Denote $\alpha=\tan^{-1}((2x+1)/(x+1)), \beta=\tan^{-1}((2x-1)/(x-1))$ and $\gamma=\tan^{-1}(1+x)$. The original equation is \begin{equation} (1)\qquad \alpha+\beta=2\gamma. \end{equation} The equation you solved is equivalent to \begin{equation} (2)\qquad \tan(\alpha+\beta)=\tan(2\gamma). \end{equation}

Equations $(1)$ and $(2)$ are clearly not equivalent.

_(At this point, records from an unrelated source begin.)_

use super::domain::{ServiceId, ServiceRecord};

/// Entity store seam. Writes are optimistic: callers present the version they read.
pub trait ServiceStore: Send + Sync {
    fn get(&self, id: &ServiceId) -> Result<Option<ServiceRecord>, StoreError>;
    fn list(&self) -> Result<Vec<ServiceRecord>, StoreError>;
    /// Store a new record at version 1.
    fn insert(&self, record: ServiceRecord) -> Result<ServiceRecord, StoreError>;
    /// Replace the record only if its stored version still equals `expected_version`.
    /// The committed copy carries `expected_version + 1`.
    fn compare_and_swap(
        &self,
        expected_version: u64,
        next: ServiceRecord,
    ) -> Result<ServiceRecord, StoreError>;

    /// Read, mutate and compare-and-swap until the write lands or `retries` extra
    /// attempts are spent. A mutation that leaves the record untouched is not written.
    fn commit<T, E, F>(&self, id: &ServiceId, retries: u32, mut mutate: F) -> Result<Commit<T>, E>
    where
        Self: Sized,
        F: FnMut(&ServiceRecord) -> Result<(ServiceRecord, T), E>,
        E: From<StoreError>,
    {
        let mut attempts = 0u32;
        loop {
            attempts += 1;
            let current = self
                .get(id)?
                .ok_or_else(|| StoreError::NotFound(id.clone()))?;
            let (next, output) = mutate(&current)?;
            if next == current {
                return Ok(Commit {
                    after: current.clone(),
                    before: current,
                    output,
                    written: false,
                });
            }

            match self.compare_and_swap(current.version, next) {
                Ok(after) => {
                    return Ok(Commit {
                        before: current,
                        after,
                        output,
                        written: true,
                    })
                }
                Err(StoreError::Conflict { .. }) if attempts <= retries => {
                    tracing::debug!(service_id = %id, attempt = attempts, "version conflict, retrying");
                }
                Err(StoreError::Conflict { .. }) => {
                    return Err(StoreError::RetriesExhausted {
                        service_id: id.clone(),
                        attempts,
                    }
                    .into())
                }
                Err(other) => return Err(other.into()),
            }
        }
    }
}

/// Result of a successful [`ServiceStore::commit`].
#[derive(Debug, Clone)]
pub struct Commit<T> {
    pub before: ServiceRecord,
    pub after: ServiceRecord,
    pub output: T,
    pub written: bool,
}

/// Failures surfaced by a `ServiceStore` backend.
#[derive(Debug, Clone, PartialEq, Eq, thiserror::Error)]
pub enum StoreError {
    #[error("service {0} not found")]
    NotFound(ServiceId),
    #[error("service {0} already exists")]
    AlreadyExists(ServiceId),
    #[error("service {service_id} changed concurrently (expected version {expected}, found {actual})")]
    Conflict {
        service_id: ServiceId,
        expected: u64,
        actual: u64,
    },
    #[error("service {service_id} still contended after {attempts} attempts")]
    RetriesExhausted { service_id: ServiceId, attempts: u32 },
    #[error("store unavailable: {0}")]
    Unavailable(String),
}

Actually, equation $(1)$ is equivalent to equation $(2)$ plus \begin{equation} (3)\qquad \alpha+\beta \textrm{ and } 2\gamma \textrm{ are in the same interval } ((k-\frac{1}{2})\pi, (k+\frac{1}{2})\pi), \textrm{ for some integer } k. \end{equation} It suffices to check whether your solutions of $(2)$ satisfy $(3)$ or not, which is just an easy exercise. For example, when $x=-\sqrt{2}$, then $\tan(\alpha)=1+\frac{x}{1+x}>1$, thus $\alpha=\tan^{-1}((2x+1)/(x+1))\in (\pi/4, \pi/2)$. Similarly, $\beta\in (\pi/4, \pi/2)$ and thus $\alpha+\beta\in (\pi/2,\pi)$. While $-1<1+x<0$, thus $\gamma=\tan^{-1}(1+x)\in (-\pi/4,0)$ and thus $2\gamma\in (-\pi/2,0)$. Thus $\alpha+\beta$ cannot be $2\gamma$. Instead, we should have $\alpha+\beta=2\gamma+\pi$ since $\tan(\alpha+\beta)=\tan(2\gamma)$ according your solution. The rest solutions can be checked easily. Among your solutions of $(2)$, only $x=-\sqrt{2}$ does not satisfy $(3)$ and hence does not satisfy $(1)$. All of the rest solutions satisfy (3) and thus (1), assuming your solutions of $(2)$ are correct.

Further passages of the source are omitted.